### EXERCISE DETAILS
Search each line below for "iter", then return the lines where it appears.

### AVAILABLE DATA
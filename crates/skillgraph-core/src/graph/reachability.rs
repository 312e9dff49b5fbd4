//! Reachability from the root node

use std::collections::{BTreeSet, VecDeque};

use super::LinkGraph;

/// Every identifier reachable from `root`, the root included.
///
/// Returns an empty set when `root` has no entry in the graph. The result is
/// the closure of the edge relation, so it does not depend on the order in
/// which targets are enqueued.
pub fn find_reachable(graph: &LinkGraph, root: &str) -> BTreeSet<String> {
    let mut reachable = BTreeSet::new();
    if !graph.contains(root) {
        return reachable;
    }

    let mut queue = VecDeque::from([root.to_string()]);
    while let Some(current) = queue.pop_front() {
        if reachable.contains(&current) {
            continue;
        }
        if let Some(targets) = graph.targets(&current) {
            queue.extend(
                targets
                    .iter()
                    .filter(|target| !reachable.contains(*target))
                    .cloned(),
            );
        }
        reachable.insert(current);
    }

    reachable
}

#[cfg(test)]
mod tests {
    use super::*;
    use proptest::prelude::*;

    fn graph(edges: &[(&str, &str)]) -> LinkGraph {
        let mut graph = LinkGraph::new();
        for (source, target) in edges {
            graph.add_edge(*source, *target);
        }
        graph
    }

    fn set(items: &[&str]) -> BTreeSet<String> {
        items.iter().map(|s| s.to_string()).collect()
    }

    #[test]
    fn test_missing_root_is_empty() {
        let graph = graph(&[("alpha", "beta")]);
        assert!(find_reachable(&graph, "index").is_empty());
    }

    #[test]
    fn test_root_alone() {
        let mut graph = LinkGraph::new();
        graph.insert("index", BTreeSet::new());
        assert_eq!(find_reachable(&graph, "index"), set(&["index"]));
    }

    #[test]
    fn test_transitive_closure() {
        let graph = graph(&[
            ("index", "defi"),
            ("defi", "aave"),
            ("defi", "uniswap"),
            ("island", "index"),
        ]);
        assert_eq!(
            find_reachable(&graph, "index"),
            set(&["index", "defi", "aave", "uniswap"])
        );
    }

    #[test]
    fn test_cycles_terminate() {
        let graph = graph(&[("index", "a"), ("a", "b"), ("b", "index"), ("b", "b")]);
        assert_eq!(find_reachable(&graph, "index"), set(&["index", "a", "b"]));
    }

    #[test]
    fn test_targets_without_entries_are_reached() {
        // A skill whose descriptor could not be read has no entry but is
        // still a valid target.
        let graph = graph(&[("index", "beta")]);
        assert_eq!(find_reachable(&graph, "index"), set(&["index", "beta"]));
    }

    #[test]
    fn test_idempotent() {
        let graph = graph(&[("index", "a"), ("a", "b")]);
        assert_eq!(find_reachable(&graph, "index"), find_reachable(&graph, "index"));
    }

    proptest! {
        #[test]
        fn prop_insertion_order_does_not_change_result(
            edges in prop::collection::vec((0u8..8, 0u8..8), 0..40),
            seed in any::<u64>(),
        ) {
            let name = |n: u8| if n == 0 { "index".to_string() } else { format!("n{}", n) };

            let mut forward = LinkGraph::new();
            for (s, t) in &edges {
                forward.add_edge(name(*s), name(*t));
            }

            // Deterministic shuffle driven by the seed
            let mut shuffled = edges.clone();
            let mut state = seed | 1;
            for i in (1..shuffled.len()).rev() {
                state ^= state << 13;
                state ^= state >> 7;
                state ^= state << 17;
                let j = (state % (i as u64 + 1)) as usize;
                shuffled.swap(i, j);
            }
            let mut permuted = LinkGraph::new();
            for (s, t) in shuffled.iter().rev() {
                permuted.add_edge(name(*s), name(*t));
            }

            prop_assert_eq!(
                find_reachable(&forward, "index"),
                find_reachable(&permuted, "index")
            );
        }

        #[test]
        fn prop_reachable_is_closed_under_edges(
            edges in prop::collection::vec((0u8..8, 0u8..8), 0..40),
        ) {
            let name = |n: u8| if n == 0 { "index".to_string() } else { format!("n{}", n) };
            let mut graph = LinkGraph::new();
            for (s, t) in &edges {
                graph.add_edge(name(*s), name(*t));
            }

            let reachable = find_reachable(&graph, "index");
            for id in &reachable {
                if let Some(targets) = graph.targets(id) {
                    prop_assert!(targets.is_subset(&reachable));
                }
            }
        }
    }
}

### ANSWER SPACE
                    .iter()
        items.iter().map(|s| s.to_string()).collect()
            for (s, t) in shuffled.iter().rev() {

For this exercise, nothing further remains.